*** Opening of Entries supplied ***
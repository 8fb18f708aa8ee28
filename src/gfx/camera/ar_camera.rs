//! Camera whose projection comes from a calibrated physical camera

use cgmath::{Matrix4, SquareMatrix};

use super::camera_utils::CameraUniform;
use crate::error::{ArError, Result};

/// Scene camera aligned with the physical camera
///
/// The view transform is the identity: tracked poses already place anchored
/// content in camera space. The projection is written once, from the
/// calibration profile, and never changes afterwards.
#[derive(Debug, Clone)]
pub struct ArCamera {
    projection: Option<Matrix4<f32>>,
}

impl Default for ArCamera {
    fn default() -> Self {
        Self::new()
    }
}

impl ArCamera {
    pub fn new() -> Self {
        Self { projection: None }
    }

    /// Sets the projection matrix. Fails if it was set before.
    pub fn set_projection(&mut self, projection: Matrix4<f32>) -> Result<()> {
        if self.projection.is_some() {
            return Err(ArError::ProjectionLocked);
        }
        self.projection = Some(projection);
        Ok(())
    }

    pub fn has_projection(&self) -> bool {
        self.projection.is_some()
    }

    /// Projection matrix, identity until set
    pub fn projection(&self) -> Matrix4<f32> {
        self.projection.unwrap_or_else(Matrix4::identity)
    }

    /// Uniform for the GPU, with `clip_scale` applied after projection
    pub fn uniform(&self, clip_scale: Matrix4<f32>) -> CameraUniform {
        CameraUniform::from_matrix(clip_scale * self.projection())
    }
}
*** Close of Entries supplied ***
**Exercise**
Lines from the entries that contain the string "physical" must be found and copied.

**Solution for this task**
//! Camera whose projection comes from a calibrated physical camera
/// Scene camera aligned with the physical camera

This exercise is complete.